#### Problem details
Repeat, exactly as written, the line with "and compile to" and every line that follows it in the material below, ending with the last.

┄┄┄┄┄┄┄┄┄┄

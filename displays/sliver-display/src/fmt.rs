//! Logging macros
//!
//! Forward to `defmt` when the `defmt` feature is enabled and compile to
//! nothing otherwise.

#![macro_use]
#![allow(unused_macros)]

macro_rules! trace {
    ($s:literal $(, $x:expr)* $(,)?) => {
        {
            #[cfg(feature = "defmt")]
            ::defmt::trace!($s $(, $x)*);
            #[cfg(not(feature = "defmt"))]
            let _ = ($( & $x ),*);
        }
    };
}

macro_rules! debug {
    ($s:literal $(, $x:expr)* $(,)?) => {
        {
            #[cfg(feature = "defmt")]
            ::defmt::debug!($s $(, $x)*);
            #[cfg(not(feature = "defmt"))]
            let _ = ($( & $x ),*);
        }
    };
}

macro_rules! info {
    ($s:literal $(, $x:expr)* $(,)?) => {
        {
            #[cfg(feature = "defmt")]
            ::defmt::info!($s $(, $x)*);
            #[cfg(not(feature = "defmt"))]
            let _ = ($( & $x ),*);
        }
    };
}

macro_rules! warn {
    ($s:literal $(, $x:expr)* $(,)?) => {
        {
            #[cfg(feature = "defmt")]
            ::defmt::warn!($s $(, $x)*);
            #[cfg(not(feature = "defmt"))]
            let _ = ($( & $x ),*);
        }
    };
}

┄┄┄┄┄┄┄┄┄┄

#### Task answer
//! Forward to `defmt` when the `defmt` feature is enabled and compile to
//! nothing otherwise.

#![macro_use]
#![allow(unused_macros)]

macro_rules! trace {
    ($s:literal $(, $x:expr)* $(,)?) => {
        {
            #[cfg(feature = "defmt")]
            ::defmt::trace!($s $(, $x)*);
            #[cfg(not(feature = "defmt"))]
            let _ = ($( & $x ),*);
        }
    };
}

macro_rules! debug {
    ($s:literal $(, $x:expr)* $(,)?) => {
        {
            #[cfg(feature = "defmt")]
            ::defmt::debug!($s $(, $x)*);
            #[cfg(not(feature = "defmt"))]
            let _ = ($( & $x ),*);
        }
    };
}

macro_rules! info {
    ($s:literal $(, $x:expr)* $(,)?) => {
        {
            #[cfg(feature = "defmt")]
            ::defmt::info!($s $(, $x)*);
            #[cfg(not(feature = "defmt"))]
            let _ = ($( & $x ),*);
        }
    };
}

macro_rules! warn {
    ($s:literal $(, $x:expr)* $(,)?) => {
        {
            #[cfg(feature = "defmt")]
            ::defmt::warn!($s $(, $x)*);
            #[cfg(not(feature = "defmt"))]
            let _ = ($( & $x ),*);
        }
    };
}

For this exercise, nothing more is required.